» **Recorded data**:
####
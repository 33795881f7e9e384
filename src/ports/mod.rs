//! Port traits decoupling the domain from concrete adapters.

pub mod config_port;
pub mod price_port;
pub mod report_port;
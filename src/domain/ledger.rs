//! Per-instrument lot accounting.
//!
//! A [`Ledger`] replays one instrument's position history over a daily date
//! axis. Each buy opens a [`Lot`] — a column of per-date quantity, cost basis,
//! market value and realized profit — and each sell consumes the oldest open
//! lots first. Cells before a lot exists, or after it is fully closed, hold
//! `None` ("not applicable") and are excluded from every aggregate.

use chrono::NaiveDate;

use crate::domain::calendar::{TradingCalendar, WeekendFilter};
use crate::domain::error::LotfolioError;
use crate::domain::position::{Action, Position};
use crate::domain::series::PriceSeries;
use crate::ports::price_port::PricePort;

/// Share amounts closer than this are considered equal.
const QUANTITY_EPSILON: f64 = 1e-10;

/// Calendar configuration for ledger construction. The weekend filter is
/// required: callers state explicitly whether weekend days are on the axis.
#[derive(Debug, Clone, Copy)]
pub struct LedgerConfig {
    pub today: NaiveDate,
    pub weekends: WeekendFilter,
}

/// The still-open remainder of a single buy, as columns over the date axis.
#[derive(Debug, Clone)]
pub struct Lot {
    pub opened: NaiveDate,
    pub quantity: Vec<Option<f64>>,
    pub investment: Vec<Option<f64>>,
    pub value: Vec<Option<f64>>,
    pub profit_loss: Vec<Option<f64>>,
}

impl Lot {
    fn not_applicable(opened: NaiveDate, len: usize) -> Self {
        Self {
            opened,
            quantity: vec![None; len],
            investment: vec![None; len],
            value: vec![None; len],
            profit_loss: vec![None; len],
        }
    }
}

/// Lot-accounting state for one instrument, built once from its full
/// position history and read-only afterwards.
#[derive(Debug, Clone)]
pub struct Ledger {
    ticker: String,
    dates: Vec<NaiveDate>,
    market: Vec<Option<f64>>,
    lots: Vec<Lot>,
    shares_bought: Vec<f64>,
    shares_sold: Vec<f64>,
    positions: Vec<Position>,
}

impl Ledger {
    /// Build a ledger, fetching the instrument's market series from `prices`.
    pub fn build(
        positions: Vec<Position>,
        config: LedgerConfig,
        prices: &dyn PricePort,
    ) -> Result<Self, LotfolioError> {
        let ticker = validate_positions(&positions)?;
        let dates = date_axis(&positions, &config)?;
        let series = prices.read(&ticker, &dates)?;
        Self::from_series(positions, config, series)
    }

    /// Build a ledger from an already-fetched (or synthetic) price series.
    pub fn from_series(
        positions: Vec<Position>,
        config: LedgerConfig,
        series: PriceSeries,
    ) -> Result<Self, LotfolioError> {
        let ticker = validate_positions(&positions)?;
        let dates = date_axis(&positions, &config)?;

        let market = series.align(&dates);
        if market.iter().all(Option::is_none) {
            return Err(LotfolioError::PriceSeriesInvalid {
                ticker,
                reason: "series has no value on any calendar date".into(),
            });
        }

        let n = dates.len();
        let mut ledger = Self {
            ticker,
            dates,
            market,
            lots: Vec::new(),
            shares_bought: vec![0.0; n],
            shares_sold: vec![0.0; n],
            positions: Vec::new(),
        };

        for position in positions {
            let index = ledger.index_of(position.date()).ok_or_else(|| {
                LotfolioError::DateOutOfRange {
                    ticker: ledger.ticker.clone(),
                    date: position.date(),
                }
            })?;
            match position.action() {
                Action::Buy => ledger.add_lot(&position, index),
                Action::Sell => ledger.close_position(&position, index)?,
            }
            ledger.positions.push(position);
        }

        log::debug!(
            "built ledger for {}: {} lots over {} dates",
            ledger.ticker,
            ledger.lots.len(),
            ledger.dates.len()
        );
        Ok(ledger)
    }

    /// Open a new lot at `index` (the axis position of the buy date).
    fn add_lot(&mut self, position: &Position, index: usize) {
        let n = self.dates.len();
        let mut lot = Lot::not_applicable(position.date(), n);
        for i in index..n {
            lot.quantity[i] = Some(position.quantity());
            lot.investment[i] = Some(position.cost());
            lot.value[i] = self.market[i];
            lot.profit_loss[i] = Some(0.0);
        }
        for i in index..n {
            self.shares_bought[i] += position.quantity();
        }
        self.lots.push(lot);
    }

    /// Consume open lots oldest-first. The loop terminates because `pending`
    /// strictly decreases on every consuming iteration and the lot list is
    /// finite.
    fn close_position(&mut self, position: &Position, index: usize) -> Result<(), LotfolioError> {
        let n = self.dates.len();
        let open: f64 = self
            .lots
            .iter()
            .filter_map(|lot| lot.quantity[index])
            .sum();
        if position.quantity() > open + QUANTITY_EPSILON {
            return Err(LotfolioError::InsufficientShares {
                ticker: self.ticker.clone(),
                date: position.date(),
                requested: position.quantity(),
                open,
            });
        }

        let mut pending = position.quantity();
        for lot in &mut self.lots {
            if pending <= QUANTITY_EPSILON {
                break;
            }
            let available = match lot.quantity[index] {
                Some(q) if q > QUANTITY_EPSILON => q,
                _ => continue,
            };
            let consumed = available.min(pending);
            pending -= consumed;

            // Realized gain is priced at the sell date. A market gap there
            // poisons the lot's realized-profit column, mirroring the missing
            // quote instead of inventing one.
            let realized = match (lot.value[index], lot.investment[index]) {
                (Some(value), Some(investment)) => Some(consumed * (value - investment)),
                _ => None,
            };

            let remaining = available - consumed;
            let closes_lot = remaining <= QUANTITY_EPSILON;
            for i in index..n {
                if lot.quantity[i].is_some() {
                    lot.quantity[i] = Some(if closes_lot { 0.0 } else { remaining });
                }
                if closes_lot {
                    lot.investment[i] = None;
                    lot.value[i] = None;
                }
                lot.profit_loss[i] = match (lot.profit_loss[i], realized) {
                    (Some(p), Some(r)) => Some(p + r),
                    _ => None,
                };
            }
        }

        for i in index..n {
            self.shares_sold[i] += position.quantity();
        }
        Ok(())
    }

    pub fn ticker(&self) -> &str {
        &self.ticker
    }

    pub fn dates(&self) -> &[NaiveDate] {
        &self.dates
    }

    pub fn positions(&self) -> &[Position] {
        &self.positions
    }

    pub fn lots(&self) -> &[Lot] {
        &self.lots
    }

    /// The instrument's market price per share, aligned to the axis.
    pub fn market(&self) -> &[Option<f64>] {
        &self.market
    }

    pub fn index_of(&self, date: NaiveDate) -> Option<usize> {
        self.dates.binary_search(&date).ok()
    }

    /// Cost basis of the open holding: Σ investment × quantity across lots.
    pub fn invested(&self) -> Vec<f64> {
        self.sum_over_lots(|lot, i| match (lot.investment[i], lot.quantity[i]) {
            (Some(c), Some(q)) => Some(c * q),
            _ => None,
        })
    }

    /// Market value of the open holding: Σ value × quantity across lots.
    pub fn value(&self) -> Vec<f64> {
        self.sum_over_lots(|lot, i| match (lot.value[i], lot.quantity[i]) {
            (Some(v), Some(q)) => Some(v * q),
            _ => None,
        })
    }

    /// Realized profit accumulated by closes.
    pub fn profit_loss(&self) -> Vec<f64> {
        self.sum_over_lots(|lot, i| lot.profit_loss[i])
    }

    /// Σ quantity × (value − investment) across open lots.
    pub fn unrealized_gain(&self) -> Vec<f64> {
        self.sum_over_lots(|lot, i| {
            match (lot.quantity[i], lot.value[i], lot.investment[i]) {
                (Some(q), Some(v), Some(c)) => Some(q * (v - c)),
                _ => None,
            }
        })
    }

    /// Percentage return on the invested amount; `None` where nothing is
    /// invested.
    pub fn returns(&self) -> Vec<Option<f64>> {
        self.invested()
            .iter()
            .zip(self.unrealized_gain())
            .map(|(&invested, gain)| {
                if invested.abs() > QUANTITY_EPSILON {
                    Some(100.0 * gain / invested)
                } else {
                    None
                }
            })
            .collect()
    }

    /// Shares currently open: cumulative bought minus cumulative sold.
    pub fn open_shares(&self) -> Vec<f64> {
        self.shares_bought
            .iter()
            .zip(&self.shares_sold)
            .map(|(b, s)| b - s)
            .collect()
    }

    pub fn average_cost_per_share(&self) -> Vec<Option<f64>> {
        self.invested()
            .iter()
            .zip(self.open_shares())
            .map(|(&invested, open)| {
                if open.abs() > QUANTITY_EPSILON {
                    Some(invested / open)
                } else {
                    None
                }
            })
            .collect()
    }

    pub fn invested_at(&self, date: NaiveDate) -> Option<f64> {
        self.index_of(date).map(|i| self.invested()[i])
    }

    pub fn returns_at(&self, date: NaiveDate) -> Option<f64> {
        self.index_of(date).and_then(|i| self.returns()[i])
    }

    pub fn current_invested(&self) -> f64 {
        last(&self.invested())
    }

    pub fn current_value(&self) -> f64 {
        last(&self.value())
    }

    pub fn current_profit_loss(&self) -> f64 {
        last(&self.profit_loss())
    }

    pub fn current_unrealized_gain(&self) -> f64 {
        last(&self.unrealized_gain())
    }

    pub fn current_returns(&self) -> Option<f64> {
        self.returns().last().copied().flatten()
    }

    pub fn current_open_shares(&self) -> f64 {
        last(&self.open_shares())
    }

    /// Shares ever bought.
    pub fn current_total_shares(&self) -> f64 {
        last(&self.shares_bought)
    }

    /// Shares ever sold.
    pub fn current_closed_shares(&self) -> f64 {
        last(&self.shares_sold)
    }

    pub fn current_average_cost_per_share(&self) -> Option<f64> {
        self.average_cost_per_share().last().copied().flatten()
    }

    /// The instrument's market price today, if quoted.
    pub fn current_market(&self) -> Option<f64> {
        self.market.last().copied().flatten()
    }

    fn sum_over_lots<F>(&self, cell: F) -> Vec<f64>
    where
        F: Fn(&Lot, usize) -> Option<f64>,
    {
        (0..self.dates.len())
            .map(|i| self.lots.iter().filter_map(|lot| cell(lot, i)).sum())
            .collect()
    }
}

fn last(values: &[f64]) -> f64 {
    values.last().copied().unwrap_or(0.0)
}

/// Non-empty, one instrument, non-decreasing dates. Returns the ticker.
fn validate_positions(positions: &[Position]) -> Result<String, LotfolioError> {
    let first = positions.first().ok_or(LotfolioError::EmptyInput)?;
    let ticker = first.ticker().to_string();

    for position in positions {
        if position.ticker() != ticker {
            return Err(LotfolioError::InconsistentInstrument {
                expected: ticker,
                found: position.ticker().to_string(),
            });
        }
    }
    for pair in positions.windows(2) {
        if pair[1].date() < pair[0].date() {
            return Err(LotfolioError::UnsortedPositions {
                ticker,
                date: pair[1].date(),
            });
        }
    }
    Ok(ticker)
}

fn date_axis(
    positions: &[Position],
    config: &LedgerConfig,
) -> Result<Vec<NaiveDate>, LotfolioError> {
    let first = positions.first().ok_or(LotfolioError::EmptyInput)?;
    let dates = TradingCalendar::new(first.date(), config.today, config.weekends).days();
    if dates.is_empty() {
        return Err(LotfolioError::DateOutOfRange {
            ticker: first.ticker().to_string(),
            date: first.date(),
        });
    }
    Ok(dates)
}
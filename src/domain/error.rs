//! Domain error types.

use chrono::NaiveDate;

/// Top-level error type for lotfolio.
#[derive(Debug, thiserror::Error)]
pub enum LotfolioError {
    #[error("{ticker} at {date} cannot have quantity {quantity}")]
    InvalidQuantity {
        ticker: String,
        date: NaiveDate,
        quantity: f64,
    },

    #[error("{ticker} is not a known ticker, asset values cannot be retrieved")]
    InvalidTicker { ticker: String },

    #[error("{date} is a weekend, asset values cannot be retrieved")]
    InvalidDate { ticker: String, date: NaiveDate },

    #[error("no price found for {ticker} at {date} or nearby days")]
    PriceNotFound { ticker: String, date: NaiveDate },

    #[error("positions reference more than one ticker: expected {expected}, found {found}")]
    InconsistentInstrument { expected: String, found: String },

    #[error("no positions are given")]
    EmptyInput,

    #[error("positions for {ticker} are not in date order (at {date})")]
    UnsortedPositions { ticker: String, date: NaiveDate },

    #[error("position for {ticker} at {date} is outside the ledger calendar")]
    DateOutOfRange { ticker: String, date: NaiveDate },

    #[error("invalid price series for {ticker}: {reason}")]
    PriceSeriesInvalid { ticker: String, reason: String },

    #[error("not enough open shares of {ticker} to sell {requested} at {date} (open: {open})")]
    InsufficientShares {
        ticker: String,
        date: NaiveDate,
        requested: f64,
        open: f64,
    },

    #[error("config parse error in {file}: {reason}")]
    ConfigParse { file: String, reason: String },

    #[error("missing config key [{section}] {key}")]
    ConfigMissing { section: String, key: String },

    #[error("invalid config value [{section}] {key}: {reason}")]
    ConfigInvalid {
        section: String,
        key: String,
        reason: String,
    },

    #[error("price store error: {reason}")]
    Store { reason: String },

    #[error("price store query error: {reason}")]
    StoreQuery { reason: String },

    #[error("import error in {file}: {reason}")]
    Import { file: String, reason: String },

    #[error(transparent)]
    Io(#[from] std::io::Error),
}

impl From<&LotfolioError> for std::process::ExitCode {
    fn from(err: &LotfolioError) -> Self {
        let code: u8 = match err {
            LotfolioError::Io(_) => 1,
            LotfolioError::ConfigParse { .. }
            | LotfolioError::ConfigMissing { .. }
            | LotfolioError::ConfigInvalid { .. } => 2,
            LotfolioError::Store { .. } | LotfolioError::StoreQuery { .. } => 3,
            LotfolioError::Import { .. } => 4,
            LotfolioError::InvalidQuantity { .. }
            | LotfolioError::InvalidTicker { .. }
            | LotfolioError::InvalidDate { .. }
            | LotfolioError::PriceNotFound { .. } => 5,
            LotfolioError::InconsistentInstrument { .. }
            | LotfolioError::EmptyInput
            | LotfolioError::UnsortedPositions { .. }
            | LotfolioError::DateOutOfRange { .. }
            | LotfolioError::PriceSeriesInvalid { .. }
            | LotfolioError::InsufficientShares { .. } => 6,
        };
        std::process::ExitCode::from(code)
    }
}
####
Write out, from the lines above, only those from the line with "from concrete adapters." to the line with "from its full", exactly as given, including the first and the last.

» **Answer for this exercise**:
//! Port traits decoupling the domain from concrete adapters.

pub mod config_port;
pub mod price_port;
pub mod report_port;
filename src/domain/ledger.rs
//! Per-instrument lot accounting.
//!
//! A [`Ledger`] replays one instrument's position history over a daily date
//! axis. Each buy opens a [`Lot`] — a column of per-date quantity, cost basis,
//! market value and realized profit — and each sell consumes the oldest open
//! lots first. Cells before a lot exists, or after it is fully closed, hold
//! `None` ("not applicable") and are excluded from every aggregate.

use chrono::NaiveDate;

use crate::domain::calendar::{TradingCalendar, WeekendFilter};
use crate::domain::error::LotfolioError;
use crate::domain::position::{Action, Position};
use crate::domain::series::PriceSeries;
use crate::ports::price_port::PricePort;

/// Share amounts closer than this are considered equal.
const QUANTITY_EPSILON: f64 = 1e-10;

/// Calendar configuration for ledger construction. The weekend filter is
/// required: callers state explicitly whether weekend days are on the axis.
#[derive(Debug, Clone, Copy)]
pub struct LedgerConfig {
    pub today: NaiveDate,
    pub weekends: WeekendFilter,
}

/// The still-open remainder of a single buy, as columns over the date axis.
#[derive(Debug, Clone)]
pub struct Lot {
    pub opened: NaiveDate,
    pub quantity: Vec<Option<f64>>,
    pub investment: Vec<Option<f64>>,
    pub value: Vec<Option<f64>>,
    pub profit_loss: Vec<Option<f64>>,
}

impl Lot {
    fn not_applicable(opened: NaiveDate, len: usize) -> Self {
        Self {
            opened,
            quantity: vec![None; len],
            investment: vec![None; len],
            value: vec![None; len],
            profit_loss: vec![None; len],
        }
    }
}

/// Lot-accounting state for one instrument, built once from its full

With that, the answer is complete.